YOUR OBJECTIVE:
Starting at the top of the entries below, print each line exactly until the line with "ledger behind a" has been printed too.

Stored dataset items
- - -

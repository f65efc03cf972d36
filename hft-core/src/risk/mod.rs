//! Risk: pre-trade validation and exposure tracking (§4.4).
//!
//! `validate_order` is the one synchronous, non-blocking, non-allocating
//! (beyond its `Result`) function that crosses a component boundary in this
//! design — mirrors the teacher's `risk::RiskManager::validate_signal`
//! being a ~25ns pure check, generalised from the teacher's single
//! const-generic position to a per-strategy, per-symbol ledger behind a
//! `DashMap`. Daily P&L accounting and the high-water-mark drawdown check
//! are adapted near-verbatim from `risk::RiskManager::{check_daily_reset,
//! validate_signal}` (UTC calendar day boundary, `daily_pnl` reset at each
//! new day, drawdown measured against the running high-water mark).

use crate::config::RiskConfig;
use crate::error::RiskViolation;
use crate::monitoring::{Alert, AlertSeverity, AlertSink, RiskMetrics};
use crate::types::{Fill, Order, Position, RiskAction, RiskEvent, RiskSeverity, Tick};
use dashmap::DashMap;
use parking_lot::Mutex;
use rust_decimal::Decimal;
use std::sync::atomic::{AtomicU32, Ordering};
use std::sync::Arc;
use tokio::sync::{mpsc, Mutex as AsyncMutex};
use tracing::warn;

const SECONDS_PER_DAY: u64 = 86_400;

fn day_start_ts(now_secs: u64) -> u64 {
    (now_secs / SECONDS_PER_DAY) * SECONDS_PER_DAY
}

struct StrategyLedger {
    positions: DashMap<String, Position>,
    daily_realised_pnl: Mutex<Decimal>,
    high_water_mark: Mutex<Decimal>,
    day_start: Mutex<u64>,
    violation_count: AtomicU32,
}

impl StrategyLedger {
    fn new() -> Self {
        Self {
            positions: DashMap::new(),
            daily_realised_pnl: Mutex::new(Decimal::ZERO),
            high_water_mark: Mutex::new(Decimal::ZERO),
            day_start: Mutex::new(day_start_ts(crate::ids::now_ns() / 1_000_000_000)),
            violation_count: AtomicU32::new(0),
        }
    }

    fn check_daily_reset(&self) {
        let current_day = day_start_ts(crate::ids::now_ns() / 1_000_000_000);
        let mut day_start = self.day_start.lock();
        if current_day > *day_start {
            *self.daily_realised_pnl.lock() = Decimal::ZERO;
            *self.high_water_mark.lock() = Decimal::ZERO;
            *day_start = current_day;
        }
    }

    fn notional_exposure(&self) -> Decimal {
        self.positions.iter().map(|p| p.notional_exposure()).sum()
    }

    fn projected_position_qty(&self, symbol: &str, signed_delta: Decimal) -> Decimal {
        self.positions
            .get(symbol)
            .map(|p| p.qty + signed_delta)
            .unwrap_or(signed_delta)
    }
}

/// Pre-trade validation and exposure-tracking component.
pub struct Risk {
    config: RiskConfig,
    metrics: Arc<RiskMetrics>,
    alerts: Arc<dyn AlertSink>,
    ledgers: DashMap<String, Arc<StrategyLedger>>,
    running: DashMap<String, ()>,
    last_price: DashMap<String, Decimal>,
    event_tx: mpsc::Sender<RiskEvent>,
    event_rx: AsyncMutex<Option<mpsc::Receiver<RiskEvent>>>,
    audit_task: parking_lot::Mutex<Option<tokio::task::JoinHandle<()>>>,
}

impl Risk {
    pub fn new(config: RiskConfig, metrics: Arc<RiskMetrics>, alerts: Arc<dyn AlertSink>) -> Arc<Self> {
        let (event_tx, event_rx) = mpsc::channel(1024);
        let risk = Arc::new(Self {
            config,
            metrics,
            alerts,
            ledgers: DashMap::new(),
            running: DashMap::new(),
            last_price: DashMap::new(),
            event_tx,
            event_rx: AsyncMutex::new(Some(event_rx)),
            audit_task: parking_lot::Mutex::new(None),
        });
        let task = risk.clone().spawn_audit_loop();
        *risk.audit_task.lock() = Some(task);
        risk
    }

    /// Aborts the periodic exposure-audit task. Part of the assembler's
    /// cooperative shutdown sequence (§5: Risk, Engine, OMS, Feeds).
    pub fn shutdown(&self) {
        if let Some(task) = self.audit_task.lock().take() {
            task.abort();
        }
    }

    /// Consumes the risk-event receiver. Panics if called more than once.
    pub async fn risk_event_channel(&self) -> mpsc::Receiver<RiskEvent> {
        self.event_rx.lock().await.take().expect("risk_event_channel already taken")
    }

    /// The assembling layer calls this on every Engine lifecycle transition
    /// so `validate_order` can apply rule 1 without depending on Engine.
    pub fn set_strategy_running(&self, strategy_id: &str, running: bool) {
        if running {
            self.running.insert(strategy_id.to_string(), ());
        } else {
            self.running.remove(strategy_id);
        }
    }

    pub fn on_tick(&self, tick: &Tick) {
        self.last_price.insert(tick.symbol.clone(), tick.price);
    }

    fn ledger_for(&self, strategy_id: &str) -> Arc<StrategyLedger> {
        self.ledgers
            .entry(strategy_id.to_string())
            .or_insert_with(|| Arc::new(StrategyLedger::new()))
            .clone()
    }

    /// Applies the §4.4 rules in order; the first failure returns.
    /// Synchronous, non-blocking, no `.await` — safe to call from a hot path.
    pub fn validate_order(&self, order: &Order) -> Result<(), RiskViolation> {
        if !self.running.contains_key(&order.strategy_id) {
            return self.reject(order, RiskViolation::StrategyNotRunning);
        }

        let ledger = self.ledger_for(&order.strategy_id);
        ledger.check_daily_reset();

        let signed_delta = order.side.sign() * order.qty;
        let projected_qty = ledger.projected_position_qty(&order.symbol, signed_delta);

        if projected_qty.abs() > self.config.max_position_size {
            return self.reject(
                order,
                RiskViolation::PositionLimitExceeded {
                    projected: projected_qty.to_string(),
                    limit: self.config.max_position_size.to_string(),
                },
            );
        }

        let reference_price = order
            .price
            .or_else(|| self.last_price.get(&order.symbol).map(|p| *p))
            .unwrap_or(Decimal::ZERO);
        let projected_notional = projected_qty.abs() * reference_price;
        if projected_notional > self.config.max_exposure {
            return self.reject(
                order,
                RiskViolation::ExposureLimitExceeded {
                    projected: projected_notional.to_string(),
                    limit: self.config.max_exposure.to_string(),
                },
            );
        }

        let daily_pnl = *ledger.daily_realised_pnl.lock();
        if daily_pnl < -self.config.max_daily_loss {
            return self.reject(
                order,
                RiskViolation::DailyLossLimitBreached {
                    pnl: daily_pnl.to_string(),
                    limit: self.config.max_daily_loss.to_string(),
                },
            );
        }

        let high_water_mark = *ledger.high_water_mark.lock();
        let drawdown = high_water_mark - daily_pnl;
        if drawdown > self.config.max_drawdown {
            return self.reject(
                order,
                RiskViolation::DrawdownLimitBreached {
                    drawdown: drawdown.to_string(),
                    limit: self.config.max_drawdown.to_string(),
                },
            );
        }

        if order.qty <= Decimal::ZERO {
            return self.reject(
                order,
                RiskViolation::OrderSanityFailed {
                    reason: "non-positive quantity".to_string(),
                },
            );
        }

        if let (Some(price), Some(last)) = (order.price, self.last_price.get(&order.symbol).map(|p| *p)) {
            if !last.is_zero() {
                let deviation = (price - last).abs() / last;
                if deviation > self.config.sanity_price_band {
                    return self.reject(
                        order,
                        RiskViolation::OrderSanityFailed {
                            reason: format!("price {price} deviates {deviation} from last tick {last}"),
                        },
                    );
                }
            }
        }

        Ok(())
    }

    fn reject(&self, order: &Order, violation: RiskViolation) -> Result<(), RiskViolation> {
        self.metrics
            .violations_total
            .with_label_values(&[violation_kind(&violation)])
            .inc();

        let ledger = self.ledger_for(&order.strategy_id);
        let count = ledger.violation_count.fetch_add(1, Ordering::Relaxed) + 1;
        let escalate = violation.always_critical() || count >= self.config.violation_threshold;

        let (severity, action) = if escalate {
            (RiskSeverity::Critical, RiskAction::StopStrategy)
        } else {
            (RiskSeverity::Warn, RiskAction::BlockOrder)
        };

        if escalate {
            self.metrics.strategies_stopped.inc();
            ledger.violation_count.store(0, Ordering::Relaxed);
        }

        self.publish_event(RiskEvent {
            id: crate::ids::generate("rskevt"),
            event_type: "validation_failure".to_string(),
            severity,
            strategy_id: Some(order.strategy_id.clone()),
            action,
            description: violation.to_string(),
            ts: crate::ids::now_ns(),
        });

        Err(violation)
    }

    /// Updates the exposure ledger from a confirmed fill.
    pub fn on_fill(&self, fill: &Fill) {
        let ledger = self.ledger_for(&fill.strategy_id);
        ledger.check_daily_reset();

        let before = ledger
            .positions
            .get(&fill.symbol)
            .map(|p| p.realised_pnl)
            .unwrap_or(Decimal::ZERO);

        ledger
            .positions
            .entry(fill.symbol.clone())
            .or_insert_with(|| Position::flat(fill.strategy_id.clone(), fill.symbol.clone(), fill.exchange.clone()))
            .apply_fill(fill);

        let after = ledger
            .positions
            .get(&fill.symbol)
            .map(|p| p.realised_pnl)
            .unwrap_or(Decimal::ZERO);

        let mut daily_pnl = ledger.daily_realised_pnl.lock();
        *daily_pnl += after - before;
        let mut hwm = ledger.high_water_mark.lock();
        if *daily_pnl > *hwm {
            *hwm = *daily_pnl;
        }
    }

    fn publish_event(&self, event: RiskEvent) {
        match self.event_tx.try_send(event) {
            Ok(()) => {}
            Err(mpsc::error::TrySendError::Full(event)) => {
                warn!(event_type = %event.event_type, "risk: event channel full, dropping event");
            }
            Err(mpsc::error::TrySendError::Closed(_)) => {
                warn!("risk: event channel closed");
            }
        }
    }

    fn spawn_audit_loop(self: Arc<Self>) -> tokio::task::JoinHandle<()> {
        let interval = self.config.check_interval;
        tokio::spawn(async move {
            let mut ticker = tokio::time::interval(interval.max(std::time::Duration::from_millis(100)));
            loop {
                ticker.tick().await;
                self.audit_exposure();
            }
        })
    }

    fn audit_exposure(&self) {
        const MARGIN: Decimal = Decimal::from_parts(9, 0, 0, false, 1); // 0.9
        for entry in self.ledgers.iter() {
            let strategy_id = entry.key().clone();
            let exposure = entry.value().notional_exposure();
            self.metrics
                .active_exposure
                .set(i64::try_from(exposure).unwrap_or(i64::MAX));

            if exposure > self.config.max_exposure * MARGIN {
                self.publish_event(RiskEvent {
                    id: crate::ids::generate("rskevt"),
                    event_type: "exposure_audit".to_string(),
                    severity: RiskSeverity::Warn,
                    strategy_id: Some(strategy_id.clone()),
                    action: RiskAction::ReduceExposure,
                    description: format!("exposure {exposure} within margin of max_exposure {}", self.config.max_exposure),
                    ts: crate::ids::now_ns(),
                });
                self.alerts.emit(
                    Alert::new(AlertSeverity::Warning, "strategy exposure approaching cap")
                        .with_detail("strategy_id", strategy_id),
                );
            }
        }
    }
}

fn violation_kind(violation: &RiskViolation) -> &'static str {
    match violation {
        RiskViolation::StrategyNotRunning => "strategy_not_running",
        RiskViolation::PositionLimitExceeded { .. } => "position_limit_exceeded",
        RiskViolation::ExposureLimitExceeded { .. } => "exposure_limit_exceeded",
        RiskViolation::DailyLossLimitBreached { .. } => "daily_loss_limit_breached",
        RiskViolation::DrawdownLimitBreached { .. } => "drawdown_limit_breached",
        RiskViolation::OrderSanityFailed { .. } => "order_sanity_failed",
    }
}

#[cfg(test)]
mod tests {
    use super::*;
    use crate::monitoring::{LoggingAlertSink, MetricsRegistry};
    use crate::types::{OrderStatus, OrderType, Side, TimeInForce};
    use rust_decimal_macros::dec;

    fn test_risk(config: RiskConfig) -> Arc<Risk> {
        let registry = MetricsRegistry::new().unwrap();
        Risk::new(config, registry.risk.clone(), Arc::new(LoggingAlertSink))
    }

    fn order(strategy_id: &str, qty: Decimal, price: Decimal) -> Order {
        Order {
            id: "o1".into(),
            client_order_id: "c1".into(),
            strategy_id: strategy_id.into(),
            symbol: "BTCUSDT".into(),
            exchange: "sim".into(),
            side: Side::Buy,
            order_type: OrderType::Limit,
            qty,
            price: Some(price),
            stop_price: None,
            tif: TimeInForce::GTC,
            status: OrderStatus::New,
            filled_qty: Decimal::ZERO,
            avg_fill_px: None,
            created_ts: 0,
            updated_ts: 0,
        }
    }

    #[test]
    fn rejects_when_strategy_not_running() {
        let risk = test_risk(RiskConfig::default());
        let err = risk.validate_order(&order("s1", dec!(1), dec!(100))).unwrap_err();
        assert_eq!(err, RiskViolation::StrategyNotRunning);
    }

    #[test]
    fn allows_order_within_limits() {
        let risk = test_risk(RiskConfig::default());
        risk.set_strategy_running("s1", true);
        assert!(risk.validate_order(&order("s1", dec!(1), dec!(100))).is_ok());
    }

    #[test]
    fn rejects_position_over_limit() {
        let mut config = RiskConfig::default();
        config.max_position_size = dec!(1);
        let risk = test_risk(config);
        risk.set_strategy_running("s1", true);
        let err = risk.validate_order(&order("s1", dec!(5), dec!(100))).unwrap_err();
        assert!(matches!(err, RiskViolation::PositionLimitExceeded { .. }));
    }

    #[test]
    fn daily_loss_breach_blocks_further_orders() {
        let mut config = RiskConfig::default();
        config.max_daily_loss = dec!(100);
        let risk = test_risk(config);
        risk.set_strategy_running("s1", true);

        let fill = Fill {
            id: "f1".into(),
            order_id: "o1".into(),
            strategy_id: "s1".into(),
            symbol: "BTCUSDT".into(),
            exchange: "sim".into(),
            side: Side::Sell,
            qty: dec!(1),
            price: dec!(0),
            fee: dec!(200),
            fee_asset: "USDT".into(),
            ts: 1,
        };
        risk.on_fill(&fill);

        let err = risk.validate_order(&order("s1", dec!(1), dec!(100))).unwrap_err();
        assert!(matches!(err, RiskViolation::DailyLossLimitBreached { .. }));
    }
}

- - -

ANSWER TO THE PROBLEM:
repository f65efc03cf972d36
filename hft-core/src/risk/mod.rs
//! Risk: pre-trade validation and exposure tracking (§4.4).
//!
//! `validate_order` is the one synchronous, non-blocking, non-allocating
//! (beyond its `Result`) function that crosses a component boundary in this
//! design — mirrors the teacher's `risk::RiskManager::validate_signal`
//! being a ~25ns pure check, generalised from the teacher's single
//! const-generic position to a per-strategy, per-symbol ledger behind a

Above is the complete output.